Still having issues codeql actions error out with auth issues. :(
Ah so that's why the GitHub Pull Requests extension is repeatedly harassing me about needing to log in again...
Been getting this a couple of times a week for the last month or so.
CodeQL errors with auth issues brought me here.
One thing I hate about GH's status page: sure "auth" gets to live under API, so API gets the downtime report today. But all of my remote git ops are failing, because i was dumb enough to use the `gh` cli to auth. Their status pages are not well defined, but they treat them as such, leading to inflated uptime numbers.
Again? Last time an incident happened was 48 hours ago [0]. Now the API is having issues.

Something every week is falling apart at GitHub and it is slowly self-destructing.

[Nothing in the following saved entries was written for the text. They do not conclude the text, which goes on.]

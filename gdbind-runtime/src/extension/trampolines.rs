// The extern "C" callbacks the engine holds for every extension class.
//
// Class-level callbacks receive the class record as userdata; instance-level
// callbacks receive the instance header. Every body runs inside
// `ffi_boundary`, and every dispatch is refused once the class is marked as
// unregistering.

use std::ffi::c_void;
use std::panic::AssertUnwindSafe;
use std::sync::Arc;

use gdbind_ffi::{
    ClassCreationInfo, ClassInstancePtr, ConstStringNamePtr, ConstTypePtr, ConstVariantPtr,
    ObjectPtr, OpaqueStringName, StringPtr, TypePtr, VariantPtr,
};

use super::instance::{self, InstanceHeader};
use super::{ExtensionData, VirtualCookie};
use crate::api::api;
use crate::builtin::{BuiltinValue, GString, StringName};
use crate::class::ClassRecord;
use crate::error::{BindError, BindResult};
use crate::ffi_guard::ffi_boundary;
use crate::logging::{LOG_ERROR, LOG_WARNING};
use crate::variant::Variant;

pub(super) fn creation_info(record: &'static ClassRecord, is_abstract: bool) -> ClassCreationInfo {
    ClassCreationInfo {
        is_virtual: false,
        is_abstract,
        is_exposed: true,
        set_func: Some(set_property),
        get_func: Some(get_property),
        notification_func: Some(notification),
        to_string_func: Some(to_string),
        reference_func: Some(reference),
        unreference_func: Some(unreference),
        create_instance_func: Some(create_instance),
        free_instance_func: Some(free_instance),
        get_virtual_call_data_func: Some(get_virtual_call_data),
        call_virtual_with_data_func: Some(call_virtual_with_data),
        class_userdata: record as *const ClassRecord as *mut c_void,
    }
}

/// Extension data of a class that may still be dispatched to.
fn active(record: &'static ClassRecord, what: &str) -> Option<Arc<ExtensionData>> {
    match record.extension() {
        Some(data) if !data.is_unregistering() => Some(data),
        Some(_) => {
            crate::glog!(
                LOG_WARNING,
                "[gdbind] {}: {what} refused, class is unregistering",
                record.name()
            );
            None
        }
        None => {
            crate::glog!(
                LOG_WARNING,
                "[gdbind] {}: {what} refused, class is not registered",
                record.name()
            );
            None
        }
    }
}

unsafe fn record_of(class_userdata: *mut c_void) -> &'static ClassRecord {
    unsafe { &*(class_userdata as *const ClassRecord) }
}

unsafe fn header_of(instance: ClassInstancePtr) -> *mut InstanceHeader {
    instance.0 as *mut InstanceHeader
}

/// Text of a StringName the engine passes by pointer.
unsafe fn name_text(name: ConstStringNamePtr) -> String {
    let token = unsafe { *(name as *const OpaqueStringName) };
    unsafe { StringName::from_borrowed_repr(&token) }.to_string()
}

// ---------------------------------------------------------------------------
// Construction and teardown
// ---------------------------------------------------------------------------

unsafe extern "C" fn create_instance(class_userdata: *mut c_void) -> ObjectPtr {
    ffi_boundary(ObjectPtr::NULL, AssertUnwindSafe(|| {
        let record = unsafe { record_of(class_userdata) };
        let Some(data) = active(record, "create_instance") else {
            return ObjectPtr::NULL;
        };
        instantiate(&data).unwrap_or_else(|e| {
            crate::glog!(LOG_ERROR, "[gdbind] cannot create {}: {e}", record.name());
            ObjectPtr::NULL
        })
    }))
}

/// Construct the parent object, attach fresh host state, and hand the
/// object to the engine.
fn instantiate(data: &ExtensionData) -> BindResult<ObjectPtr> {
    let descriptor = &data.descriptor;
    let object_api = unsafe { &*api().object };
    let parent = StringName::from(descriptor.parent);
    let parent_token = parent.token();
    let object = unsafe { (object_api.construct)(parent_token.as_ptr()) };
    if object.is_null() {
        return Err(BindError::ClassNotFound(descriptor.parent.to_owned()));
    }
    let instance_id = unsafe { (object_api.get_instance_id)(object) };

    let create = descriptor.create;
    let record = descriptor.record;
    let header = ffi_boundary(std::ptr::null_mut(), AssertUnwindSafe(|| unsafe {
        create(object, instance_id, record)
    }));
    if header.is_null() {
        // init panicked; the parent object has no owner now.
        unsafe { (object_api.destroy)(object) };
        return Err(BindError::InvalidLifecycle {
            from: instance::Lifecycle::Uninitialized.name(),
            to: instance::Lifecycle::Constructed.name(),
        });
    }

    let class = StringName::from(descriptor.name);
    let class_token = class.token();
    unsafe {
        (object_api.set_instance)(object, class_token.as_ptr(), ClassInstancePtr(header as *mut c_void));
        (*header).lifecycle.advance(instance::Lifecycle::Registered)?;
    }
    instance::track(object, header, descriptor.name);
    Ok(object)
}

unsafe extern "C" fn free_instance(_class_userdata: *mut c_void, instance: ClassInstancePtr) {
    ffi_boundary((), AssertUnwindSafe(|| {
        if instance.0.is_null() {
            return;
        }
        if let Err(e) = unsafe { instance::release(header_of(instance)) } {
            crate::glog!(LOG_ERROR, "[gdbind] free_instance: {e}");
        }
    }))
}

// ---------------------------------------------------------------------------
// Virtual dispatch
// ---------------------------------------------------------------------------

/// Non-null cookie for an overridden virtual, null when the class does not
/// override `name`. The engine caches the answer per class.
unsafe extern "C" fn get_virtual_call_data(
    class_userdata: *mut c_void,
    name: ConstStringNamePtr,
) -> *mut c_void {
    ffi_boundary(std::ptr::null_mut(), AssertUnwindSafe(|| {
        let record = unsafe { record_of(class_userdata) };
        let Some(data) = active(record, "get_virtual_call_data") else {
            return std::ptr::null_mut();
        };
        let name = unsafe { name_text(name) };
        data.descriptor
            .virtuals
            .iter()
            .find(|v| v.name == name)
            .map_or(std::ptr::null_mut(), |entry| {
                super::intern_cookie(record.name(), entry) as *const VirtualCookie as *mut c_void
            })
    }))
}

unsafe extern "C" fn call_virtual_with_data(
    instance: ClassInstancePtr,
    _name: ConstStringNamePtr,
    data: *mut c_void,
    args: *const ConstTypePtr,
    r_ret: TypePtr,
) {
    ffi_boundary((), AssertUnwindSafe(|| {
        let header = unsafe { header_of(instance) };
        let record = unsafe { (*header).record };
        // Without a cookie the return type is unknown, so nothing is written.
        let Some(cookie) = super::cookie_from(data) else {
            crate::glog!(LOG_ERROR, "[gdbind] {}: unknown virtual cookie", record.name());
            return;
        };
        let Some(extension) = active(record, "virtual call") else {
            (cookie.zero)(r_ret);
            return;
        };
        let Some(entry) = extension
            .descriptor
            .virtuals
            .iter()
            .find(|v| v.name == cookie.name)
        else {
            crate::glog!(
                LOG_ERROR,
                "[gdbind] {}: {} is no longer overridden",
                record.name(),
                cookie.name
            );
            (cookie.zero)(r_ret);
            return;
        };
        let call = entry.call.clone();
        drop(extension);
        call(header, args, r_ret);
    }))
}

// ---------------------------------------------------------------------------
// Properties
// ---------------------------------------------------------------------------

unsafe extern "C" fn set_property(
    instance: ClassInstancePtr,
    name: ConstStringNamePtr,
    value: ConstVariantPtr,
) -> bool {
    ffi_boundary(false, AssertUnwindSafe(|| {
        let header = unsafe { header_of(instance) };
        let record = unsafe { (*header).record };
        let Some(extension) = active(record, "set") else {
            return false;
        };
        let name = unsafe { name_text(name) };
        let Some(setter) = extension
            .descriptor
            .properties
            .iter()
            .find(|p| p.name == name)
            .and_then(|p| p.set.clone())
        else {
            return false;
        };
        drop(extension);
        let value = unsafe { Variant::from_borrowed_ptr(value) };
        if let Err(e) = setter(header, &value) {
            crate::glog!(LOG_WARNING, "[gdbind] {}.{name} = {value}: {e}", record.name());
        }
        true
    }))
}

unsafe extern "C" fn get_property(
    instance: ClassInstancePtr,
    name: ConstStringNamePtr,
    r_ret: VariantPtr,
) -> bool {
    ffi_boundary(false, AssertUnwindSafe(|| {
        let header = unsafe { header_of(instance) };
        let record = unsafe { (*header).record };
        let Some(extension) = active(record, "get") else {
            return false;
        };
        let name = unsafe { name_text(name) };
        let Some(getter) = extension
            .descriptor
            .properties
            .iter()
            .find(|p| p.name == name)
            .map(|p| p.get.clone())
        else {
            return false;
        };
        drop(extension);
        match getter(header) {
            Ok(value) => {
                unsafe { value.write_to(r_ret) };
                true
            }
            Err(e) => {
                crate::glog!(LOG_WARNING, "[gdbind] {}.{name}: {e}", record.name());
                false
            }
        }
    }))
}

// ---------------------------------------------------------------------------
// Notifications, display, references
// ---------------------------------------------------------------------------

unsafe extern "C" fn notification(instance: ClassInstancePtr, what: i32, _reversed: bool) {
    ffi_boundary((), AssertUnwindSafe(|| {
        let header = unsafe { header_of(instance) };
        let record = unsafe { (*header).record };
        let Some(notify) = active(record, "notification").and_then(|d| d.descriptor.notification.clone())
        else {
            return;
        };
        if let Err(e) = notify(header, what) {
            crate::glog!(LOG_WARNING, "[gdbind] {} notification {what}: {e}", record.name());
        }
    }))
}

unsafe extern "C" fn to_string(instance: ClassInstancePtr, r_is_valid: *mut bool, r_out: StringPtr) {
    ffi_boundary((), AssertUnwindSafe(|| {
        let header = unsafe { header_of(instance) };
        let record = unsafe { (*header).record };
        let Some(display) = record.extension().and_then(|d| d.descriptor.display.clone()) else {
            return;
        };
        if let Ok(text) = display(header) {
            let repr = GString::from(text.as_str()).into_owned_repr();
            unsafe {
                std::ptr::write(r_out as *mut gdbind_ffi::OpaqueString, repr);
                *r_is_valid = true;
            }
        }
    }))
}

unsafe extern "C" fn reference(instance: ClassInstancePtr) {
    run_hook(instance, "reference", |d| d.descriptor.on_reference.clone());
}

unsafe extern "C" fn unreference(instance: ClassInstancePtr) {
    run_hook(instance, "unreference", |d| d.descriptor.on_unreference.clone());
}

fn run_hook(
    instance: ClassInstancePtr,
    what: &'static str,
    pick: impl FnOnce(&ExtensionData) -> Option<super::HookFn>,
) {
    ffi_boundary((), AssertUnwindSafe(|| {
        let header = unsafe { header_of(instance) };
        let record = unsafe { (*header).record };
        let Some(hook) = record.extension().and_then(|d| pick(&d)) else {
            return;
        };
        match hook(header) {
            Ok(()) | Err(BindError::AlreadyBound(_)) => {}
            Err(e) => crate::glog!(LOG_WARNING, "[gdbind] {} {what}: {e}", record.name()),
        }
    }))
}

Each time there is an incident at GitHub, it is another advertisement to self-host your own. Otherwise just expect GitHub to break next week or two.

Remember, there is no CEO of GitHub; only their AI agents running it into the ground.

[0] https://news.ycombinator.com/item?id=48442572

I thought I was hacked this morning... Nope just Github being github...
Surely they just need to consume more tokens to fix this!
cool looks like this nuked all of our authenticated connections in Heroku, too.
I just set up Forgejo on one of my machines. It works very well, have not had any problems yet.
Why are they even changing GitHub?

Like what is the deal here? Why is the company ruining this program? Surely there can't be a financially sensible reason?

They've been moving it to Azure, presumably partly because they don't want to pay AWS for a thing they could (apparently) do, but more for the appearance of the thing.

I think that's financially sensible in the long run, assuming they believe they can run the thing basically as well on Azure, and aren't expecting major issues during the migration. These have turned out not to be good assumptions.

If I had a nickel for every time GitHub had issues, I'd be able to afford a nice stick of DDR5.
What are you going to do with your 4GB of DDR5?
Nothing but respect for the GitHub team - they're at the center of it all. Can't imagine how their traffic looks these days.

They should raise their prices!

I'd much prefer to get a 500 than a 401 if there is something broken in the server. This wasted a solid hour of my day.
Race for the mythical eight eights of uptime continues!
For critical GitHub/CI failures, you might want to try Echobell (https://echobell.one) — it turns webhooks into iOS push or even phone call alerts.
It's good taste to mention that you're associated with an external tool you're recommending.